- About this task:
With the line containing "(None, None) =>" as the start and the line containing "let lhs = lhs.trim_start_matches('0');" as the end, transcribe that span of the entries below exactly, including both.

═══

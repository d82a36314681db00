//! Finder-style name comparison
//!
//! Letters compare case-insensitively and runs of ASCII digits compare by
//! numeric value, so `Target2` sorts before `Target10`.

use std::cmp::Ordering;
use std::iter::Peekable;
use std::str::Chars;

/// Compares two display names the way Xcode lists them
pub fn localized_standard_cmp(lhs: &str, rhs: &str) -> Ordering {
    let mut lhs_chars = lhs.chars().peekable();
    let mut rhs_chars = rhs.chars().peekable();

    loop {
        match (lhs_chars.peek().copied(), rhs_chars.peek().copied()) {
            (None, None) => return Ordering::Equal,
            (None, Some(_)) => return Ordering::Less,
            (Some(_), None) => return Ordering::Greater,
            (Some(l), Some(r)) if l.is_ascii_digit() && r.is_ascii_digit() => {
                let ordering = compare_digit_runs(
                    &take_digit_run(&mut lhs_chars),
                    &take_digit_run(&mut rhs_chars),
                );
                if ordering != Ordering::Equal {
                    return ordering;
                }
            }
            (Some(l), Some(r)) => {
                let ordering = l.to_lowercase().cmp(r.to_lowercase());
                if ordering != Ordering::Equal {
                    return ordering;
                }
                lhs_chars.next();
                rhs_chars.next();
            }
        }
    }
}

fn take_digit_run(chars: &mut Peekable<Chars<'_>>) -> String {
    let mut run = String::new();
    while let Some(c) = chars.next_if(char::is_ascii_digit) {
        run.push(c);
    }
    run
}

/// Numeric comparison without parsing, so arbitrarily long runs work
fn compare_digit_runs(lhs: &str, rhs: &str) -> Ordering {
    let lhs = lhs.trim_start_matches('0');
    let rhs = rhs.trim_start_matches('0');
    lhs.len().cmp(&rhs.len()).then_with(|| lhs.cmp(rhs))
}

═══

- Output for this task:
            (None, None) => return Ordering::Equal,
            (None, Some(_)) => return Ordering::Less,
            (Some(_), None) => return Ordering::Greater,
            (Some(l), Some(r)) if l.is_ascii_digit() && r.is_ascii_digit() => {
                let ordering = compare_digit_runs(
                    &take_digit_run(&mut lhs_chars),
                    &take_digit_run(&mut rhs_chars),
                );
                if ordering != Ordering::Equal {
                    return ordering;
                }
            }
            (Some(l), Some(r)) => {
                let ordering = l.to_lowercase().cmp(r.to_lowercase());
                if ordering != Ordering::Equal {
                    return ordering;
                }
                lhs_chars.next();
                rhs_chars.next();
            }
        }
    }
}

fn take_digit_run(chars: &mut Peekable<Chars<'_>>) -> String {
    let mut run = String::new();
    while let Some(c) = chars.next_if(char::is_ascii_digit) {
        run.push(c);
    }
    run
}

/// Numeric comparison without parsing, so arbitrarily long runs work
fn compare_digit_runs(lhs: &str, rhs: &str) -> Ordering {
    let lhs = lhs.trim_start_matches('0');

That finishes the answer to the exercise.